[Records for this exercise]

//! The Kubo client and the daemon against a fake RPC server.

use axum::http::StatusCode;
use futures::StreamExt;
use hotpin_core::{
    Cid, ContentPath, HotPointer, Node, NodeError, OwnershipScope, PinLedger, PinMode, Reconciler,
    ReconcilerConfig, TickKind, TickOutcome,
};
use hotpin_integration_tests::FakeKubo;
use hotpin_node::{HotpinConfig, HotpinNode, KuboNode, Storage};
use std::collections::BTreeMap;
use std::sync::Arc;
use std::time::Duration;
use tempfile::tempdir;
use tokio::sync::watch;

const POINTER: &str = "/ipns/mirrors.example.org/.hotdata";

fn cid(s: &str) -> Cid {
    Cid::new(s).unwrap()
}

fn client(fake: &FakeKubo) -> KuboNode {
    KuboNode::new(&fake.url(), Duration::from_secs(5)).unwrap()
}

fn pins(entries: &[(&str, &str)]) -> BTreeMap<String, String> {
    entries
        .iter()
        .map(|(c, t)| (c.to_string(), t.to_string()))
        .collect()
}

#[tokio::test]
async fn resolve_and_stat_request_shapes() {
    let fake = FakeKubo::start().await.unwrap();
    fake.publish(POINTER, "/ipfs/bafyroot/hot").await;
    fake.link("/ipfs/bafyroot/hot", "bafyhot").await;
    let kubo = client(&fake);

    let path = kubo.resolve_name(POINTER).await.unwrap();
    assert_eq!(path.as_str(), "/ipfs/bafyroot/hot");
    let resolved = kubo.stat_path(&path).await.unwrap();
    assert_eq!(resolved, cid("bafyhot"));

    let requests = fake.requests().await;
    assert_eq!(requests.len(), 2);
    assert_eq!(requests[0].command, "name/resolve");
    assert_eq!(requests[0].arg("arg"), Some(POINTER));
    assert_eq!(requests[0].arg("recursive"), Some("true"));
    assert_eq!(requests[1].command, "dag/resolve");
    assert_eq!(requests[1].arg("arg"), Some("/ipfs/bafyroot/hot"));
}

#[tokio::test]
async fn pin_listing_and_membership() {
    let fake = FakeKubo::start().await.unwrap();
    fake.insert_pin("bafyrec", true).await;
    fake.insert_pin("bafydir", false).await;
    let kubo = client(&fake);

    let listed: Vec<Cid> = kubo
        .list_pins(true)
        .await
        .unwrap()
        .map(|entry| entry.unwrap().cid)
        .collect()
        .await;
    assert_eq!(listed, vec![cid("bafyrec")]);
    assert_eq!(kubo.direct_keys().await.unwrap(), vec![cid("bafydir")]);

    assert_eq!(kubo.is_pinned(&cid("bafyrec")).await.unwrap(), Some(PinMode::Recursive));
    assert_eq!(kubo.is_pinned(&cid("bafydir")).await.unwrap(), Some(PinMode::Direct));
    assert_eq!(kubo.is_pinned(&cid("bafynone")).await.unwrap(), None);

    let ls = fake.requests_for("pin/ls").await;
    assert_eq!(ls[0].arg("type"), Some("recursive"));
    assert_eq!(ls[1].arg("type"), Some("direct"));
    assert_eq!(ls[2].arg("arg"), Some("bafyrec"));
    assert_eq!(ls[2].arg("type"), Some("all"));
}

#[tokio::test]
async fn pin_and_unpin() {
    let fake = FakeKubo::start().await.unwrap();
    let kubo = client(&fake);

    kubo.pin(&ContentPath::ipfs(&cid("bafyhot")), true).await.unwrap();
    assert_eq!(fake.pins().await, pins(&[("bafyhot", "recursive")]));

    let add = fake.requests_for("pin/add").await;
    assert_eq!(add[0].arg("arg"), Some("/ipfs/bafyhot"));
    assert_eq!(add[0].arg("recursive"), Some("true"));

    let err = kubo.unpin(&cid("bafyhot"), false).await.unwrap_err();
    assert!(matches!(err, NodeError::Rejected { status: 500, .. }));

    kubo.unpin(&cid("bafyhot"), true).await.unwrap();
    assert!(fake.pins().await.is_empty());

    let err = kubo.unpin(&cid("bafyhot"), true).await.unwrap_err();
    assert!(matches!(err, NodeError::NotPinned(ref c) if *c == cid("bafyhot")));
}

#[tokio::test]
async fn rpc_failures_map_to_node_errors() {
    let fake = FakeKubo::start().await.unwrap();
    fake.fail("name/resolve", StatusCode::INTERNAL_SERVER_ERROR, "routing: not found")
        .await;
    let kubo = client(&fake);

    match kubo.resolve_name(POINTER).await.unwrap_err() {
        NodeError::Rejected { status, message } => {
            assert_eq!(status, 500);
            assert_eq!(message, "routing: not found");
        }
        other => panic!("unexpected {:?}", other),
    }

    fake.recover("name/resolve").await;
    fake.publish(POINTER, "/ipfs/bafyroot").await;
    assert!(kubo.resolve_name(POINTER).await.is_ok());
    fake.unpublish(POINTER).await;
    assert!(matches!(
        kubo.resolve_name(POINTER).await,
        Err(NodeError::Rejected { status: 500, .. })
    ));

    let closed = KuboNode::new("http://127.0.0.1:1", Duration::from_secs(5)).unwrap();
    assert!(matches!(
        closed.resolve_name(POINTER).await,
        Err(NodeError::Unreachable(_))
    ));
}

#[tokio::test]
async fn swarm_stats_combines_peers_and_bandwidth() {
    let fake = FakeKubo::start().await.unwrap();
    fake.set_swarm(3, 2048, 1_048_576).await;
    let kubo = client(&fake);

    let stats = kubo.swarm_stats().await.unwrap();
    assert_eq!(stats.peers, 3);
    assert_eq!(stats.total_in, 2048);
    assert_eq!(stats.total_out, 1_048_576);
}

#[tokio::test]
async fn slow_pin_add_outlasts_the_request_timeout() {
    let fake = FakeKubo::start().await.unwrap();
    let kubo = KuboNode::new(&fake.url(), Duration::from_millis(200)).unwrap();
    fake.delay("pin/add", Some(Duration::from_millis(600))).await;
    fake.delay("pin/ls", Some(Duration::from_millis(600))).await;

    kubo.pin(&ContentPath::ipfs(&cid("bafyhot")), true).await.unwrap();
    assert_eq!(fake.pins().await, pins(&[("bafyhot", "recursive")]));

    assert!(matches!(
        kubo.is_pinned(&cid("bafyhot")).await,
        Err(NodeError::Unreachable(_))
    ));
}

#[tokio::test]
async fn pin_timeout_bounds_pin_add() {
    let fake = FakeKubo::start().await.unwrap();
    let kubo = KuboNode::new(&fake.url(), Duration::from_secs(5))
        .unwrap()
        .with_pin_timeout(Some(Duration::from_millis(100)));
    fake.delay("pin/add", Some(Duration::from_millis(600))).await;

    let err = kubo
        .pin(&ContentPath::ipfs(&cid("bafyhot")), true)
        .await
        .unwrap_err();
    assert!(matches!(err, NodeError::Unreachable(_)));

    fake.delay("pin/add", None).await;
    kubo.pin(&ContentPath::ipfs(&cid("bafyhot")), true).await.unwrap();
}

#[tokio::test]
async fn unanswered_pin_keeps_its_claim_until_the_listing_says_otherwise() {
    let fake = FakeKubo::start().await.unwrap();
    let dir = tempdir().unwrap();
    fake.publish(POINTER, "/ipfs/bafycid1").await;
    fake.delay("pin/add", Some(Duration::from_millis(600))).await;

    let ledger = Arc::new(Storage::open(dir.path()).unwrap());
    let node = KuboNode::new(&fake.url(), Duration::from_secs(5))
        .unwrap()
        .with_pin_timeout(Some(Duration::from_millis(100)));
    let config = ReconcilerConfig::new(HotPointer::new(POINTER).unwrap())
        .with_swarm_stats(false);
    let reconciler = Reconciler::new(Arc::new(node), ledger.clone(), config).unwrap();

    let report = reconciler.tick(TickKind::First).await;
    assert!(matches!(report.outcome, TickOutcome::Incomplete));
    let owned: Vec<Cid> = ledger.owned().unwrap().into_iter().map(|p| p.cid).collect();
    assert_eq!(owned, vec![cid("bafycid1")]);

    // The node committed the pin even though the client gave up on the reply.
    assert!(fake.pins().await.contains_key("bafycid1"));

    fake.delay("pin/add", None).await;
    fake.publish(POINTER, "/ipfs/bafycid2").await;
    let report = reconciler.tick(TickKind::Subsequent).await;
    assert!(report.is_clean(), "{}", report.summary());
    assert_eq!(fake.pins().await, pins(&[("bafycid2", "recursive")]));
}

#[tokio::test]
async fn swarm_stats_failure_does_not_hold_up_pinning() {
    let fake = FakeKubo::start().await.unwrap();
    let dir = tempdir().unwrap();
    fake.publish(POINTER, "/ipfs/bafyhot").await;
    fake.fail("swarm/peers", StatusCode::INTERNAL_SERVER_ERROR, "swarm offline")
        .await;

    let ledger = Arc::new(Storage::open(dir.path()).unwrap());
    let config = ReconcilerConfig::new(HotPointer::new(POINTER).unwrap());
    let reconciler = Reconciler::new(Arc::new(client(&fake)), ledger, config).unwrap();

    let report = reconciler.tick(TickKind::First).await;
    assert!(report.is_clean(), "{}", report.summary());
    assert_eq!(report.added(), Some(&cid("bafyhot")));
    assert_eq!(fake.requests_for("swarm/peers").await.len(), 1);
    assert!(fake.requests_for("stats/bw").await.is_empty());
    assert_eq!(fake.pins().await, pins(&[("bafyhot", "recursive")]));
}

#[tokio::test]
async fn reconciler_over_rpc_with_persistent_ledger() {
    let fake = FakeKubo::start().await.unwrap();
    let dir = tempdir().unwrap();
    fake.insert_pin("bafyoperator", true).await;

    let ledger = Arc::new(Storage::open(dir.path()).unwrap());
    let config = ReconcilerConfig::new(HotPointer::new(POINTER).unwrap())
        .with_scope(OwnershipScope::Owned);
    let reconciler = Reconciler::new(Arc::new(client(&fake)), ledger.clone(), config).unwrap();

    fake.publish(POINTER, "/ipfs/bafycid1").await;
    let report = reconciler.tick(TickKind::First).await;
    assert!(report.is_clean(), "{}", report.summary());
    assert_eq!(
        fake.pins().await,
        pins(&[("bafycid1", "recursive"), ("bafyoperator", "recursive")])
    );

    fake.publish(POINTER, "/ipfs/bafycid2").await;
    let report = reconciler.tick(TickKind::Subsequent).await;
    assert!(report.is_clean(), "{}", report.summary());
    assert_eq!(
        fake.pins().await,
        pins(&[("bafycid2", "recursive"), ("bafyoperator", "recursive")])
    );

    let owned: Vec<Cid> = ledger.owned().unwrap().into_iter().map(|p| p.cid).collect();
    assert_eq!(owned, vec![cid("bafycid2")]);

    fake.fail("name/resolve", StatusCode::INTERNAL_SERVER_ERROR, "could not resolve name")
        .await;
    fake.clear_requests().await;
    let report = reconciler.tick(TickKind::Subsequent).await;
    assert!(matches!(report.outcome, TickOutcome::ResolutionFailed(_)));
    assert!(fake.requests_for("pin/rm").await.is_empty());
    assert!(fake.requests_for("pin/add").await.is_empty());
    assert_eq!(
        fake.pins().await,
        pins(&[("bafycid2", "recursive"), ("bafyoperator", "recursive")])
    );
}

#[tokio::test]
async fn pin_store_error_is_recorded_and_retried() {
    let fake = FakeKubo::start().await.unwrap();
    let dir = tempdir().unwrap();
    fake.publish(POINTER, "/ipfs/bafyhot").await;
    fake.fail("pin/add", StatusCode::INTERNAL_SERVER_ERROR, "blockstore full")
        .await;

    let ledger = Arc::new(Storage::open(dir.path()).unwrap());
    let config = ReconcilerConfig::new(HotPointer::new(POINTER).unwrap());
    let reconciler = Reconciler::new(Arc::new(client(&fake)), ledger.clone(), config).unwrap();

    let report = reconciler.tick(TickKind::First).await;
    assert!(matches!(report.outcome, TickOutcome::Incomplete));
    assert_eq!(report.failed(), 1);
    assert!(ledger.owned().unwrap().is_empty());

    fake.recover("pin/add").await;
    let report = reconciler.tick(TickKind::Subsequent).await;
    assert!(report.is_clean());
    assert_eq!(report.added(), Some(&cid("bafyhot")));
    assert_eq!(fake.pins().await, pins(&[("bafyhot", "recursive")]));
}

#[tokio::test]
async fn daemon_pins_hot_data_until_shutdown() {
    let fake = FakeKubo::start().await.unwrap();
    let dir = tempdir().unwrap();
    fake.publish(POINTER, "/ipfs/bafyhot").await;

    let mut vars = BTreeMap::new();
    vars.insert("HOTPIN_POINTER", POINTER.to_string());
    vars.insert("HOTPIN_API_URL", fake.url());
    vars.insert("HOTPIN_DATA_DIR", dir.path().display().to_string());
    vars.insert("HOTPIN_SWARM_STATS", "false".to_string());
    let config = HotpinConfig::from_lookup(|key| vars.get(key).cloned()).unwrap();

    let node = HotpinNode::new(config).unwrap();
    let (shutdown_tx, shutdown_rx) = watch::channel(false);
    let daemon = tokio::spawn(node.run_until(shutdown_rx));

    let mut pinned = false;
    for _ in 0..250 {
        if fake.pins().await.contains_key("bafyhot") {
            pinned = true;
            break;
        }
        tokio::time::sleep(Duration::from_millis(20)).await;
    }
    assert!(pinned, "daemon never pinned the hot data");

    shutdown_tx.send(true).unwrap();
    daemon.await.unwrap().unwrap();
    assert!(fake.requests_for("swarm/peers").await.is_empty());
}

[/Records for this exercise]

Task: Copy out each line of the entries where the word "listed" is found.

Written solution:
    let listed: Vec<Cid> = kubo
    assert_eq!(listed, vec![cid("bafyrec")]);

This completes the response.